## TASK:
Please report how many lines below contain "temporary", writing nothing except the number.

## DATASET RECORDS:

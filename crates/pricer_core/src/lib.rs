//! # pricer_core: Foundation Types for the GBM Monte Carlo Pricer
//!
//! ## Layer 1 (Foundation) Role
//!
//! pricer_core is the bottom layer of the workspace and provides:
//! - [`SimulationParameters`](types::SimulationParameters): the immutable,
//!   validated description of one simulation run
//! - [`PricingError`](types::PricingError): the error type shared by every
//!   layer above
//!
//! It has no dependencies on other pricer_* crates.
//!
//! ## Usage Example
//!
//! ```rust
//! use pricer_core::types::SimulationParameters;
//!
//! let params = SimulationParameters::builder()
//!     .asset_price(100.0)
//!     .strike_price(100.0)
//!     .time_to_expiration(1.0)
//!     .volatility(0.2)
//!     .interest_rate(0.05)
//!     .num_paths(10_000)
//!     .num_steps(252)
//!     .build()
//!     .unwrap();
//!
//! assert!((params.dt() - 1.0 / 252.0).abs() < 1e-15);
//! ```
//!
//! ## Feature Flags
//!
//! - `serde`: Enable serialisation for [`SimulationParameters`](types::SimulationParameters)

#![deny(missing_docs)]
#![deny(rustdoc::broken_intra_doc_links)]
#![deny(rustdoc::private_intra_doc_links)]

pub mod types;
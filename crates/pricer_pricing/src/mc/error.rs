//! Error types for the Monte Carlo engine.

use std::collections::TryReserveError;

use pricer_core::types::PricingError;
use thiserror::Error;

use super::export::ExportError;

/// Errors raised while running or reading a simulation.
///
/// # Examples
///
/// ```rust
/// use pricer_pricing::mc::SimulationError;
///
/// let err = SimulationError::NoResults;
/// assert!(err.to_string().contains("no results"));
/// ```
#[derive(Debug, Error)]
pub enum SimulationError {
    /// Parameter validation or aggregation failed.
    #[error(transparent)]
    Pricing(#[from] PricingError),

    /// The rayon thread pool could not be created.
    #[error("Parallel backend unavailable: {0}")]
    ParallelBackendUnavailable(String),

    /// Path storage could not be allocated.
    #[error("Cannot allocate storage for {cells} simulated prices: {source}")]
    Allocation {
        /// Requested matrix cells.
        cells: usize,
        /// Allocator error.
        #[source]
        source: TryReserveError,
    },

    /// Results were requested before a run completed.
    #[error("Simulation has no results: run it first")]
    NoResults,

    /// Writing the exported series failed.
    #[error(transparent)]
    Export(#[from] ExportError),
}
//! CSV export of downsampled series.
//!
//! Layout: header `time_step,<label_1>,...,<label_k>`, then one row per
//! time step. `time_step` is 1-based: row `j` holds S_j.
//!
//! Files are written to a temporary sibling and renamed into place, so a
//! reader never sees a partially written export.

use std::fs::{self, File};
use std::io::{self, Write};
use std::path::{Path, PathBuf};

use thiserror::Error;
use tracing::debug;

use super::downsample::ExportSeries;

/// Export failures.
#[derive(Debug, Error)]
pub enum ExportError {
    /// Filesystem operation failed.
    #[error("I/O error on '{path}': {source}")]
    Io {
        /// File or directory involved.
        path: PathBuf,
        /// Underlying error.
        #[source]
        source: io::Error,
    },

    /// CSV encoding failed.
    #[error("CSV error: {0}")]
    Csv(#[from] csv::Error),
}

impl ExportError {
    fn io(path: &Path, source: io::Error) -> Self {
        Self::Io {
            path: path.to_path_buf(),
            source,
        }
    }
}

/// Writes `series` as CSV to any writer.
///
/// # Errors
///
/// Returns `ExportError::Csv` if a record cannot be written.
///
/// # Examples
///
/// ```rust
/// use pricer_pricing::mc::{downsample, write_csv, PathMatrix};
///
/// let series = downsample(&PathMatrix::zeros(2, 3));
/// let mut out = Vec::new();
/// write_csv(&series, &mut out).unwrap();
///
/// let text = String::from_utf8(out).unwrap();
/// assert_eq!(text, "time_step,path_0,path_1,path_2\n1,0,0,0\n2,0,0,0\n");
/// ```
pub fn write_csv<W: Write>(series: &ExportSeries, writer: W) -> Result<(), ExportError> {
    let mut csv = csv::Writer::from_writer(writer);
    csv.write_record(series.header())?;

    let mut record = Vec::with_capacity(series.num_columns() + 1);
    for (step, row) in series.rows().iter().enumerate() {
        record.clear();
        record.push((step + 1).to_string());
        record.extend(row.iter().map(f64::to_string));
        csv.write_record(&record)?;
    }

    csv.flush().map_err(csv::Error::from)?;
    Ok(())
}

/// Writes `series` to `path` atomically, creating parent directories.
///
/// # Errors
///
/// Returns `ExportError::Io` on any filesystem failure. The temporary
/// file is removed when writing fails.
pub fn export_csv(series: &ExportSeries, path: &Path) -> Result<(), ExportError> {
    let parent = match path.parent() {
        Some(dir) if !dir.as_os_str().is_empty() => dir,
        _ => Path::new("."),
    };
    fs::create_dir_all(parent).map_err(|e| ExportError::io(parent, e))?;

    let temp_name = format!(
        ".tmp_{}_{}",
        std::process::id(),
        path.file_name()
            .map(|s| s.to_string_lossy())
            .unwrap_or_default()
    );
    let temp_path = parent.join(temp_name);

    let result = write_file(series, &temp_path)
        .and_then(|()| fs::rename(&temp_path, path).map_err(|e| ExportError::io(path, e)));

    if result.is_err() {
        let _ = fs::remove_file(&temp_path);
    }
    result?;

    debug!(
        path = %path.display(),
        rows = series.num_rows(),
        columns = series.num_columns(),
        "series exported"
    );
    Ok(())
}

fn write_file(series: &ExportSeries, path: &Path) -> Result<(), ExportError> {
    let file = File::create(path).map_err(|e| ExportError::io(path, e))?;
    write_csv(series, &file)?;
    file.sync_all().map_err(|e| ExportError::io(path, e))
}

## WRITTEN RESPONSE:
2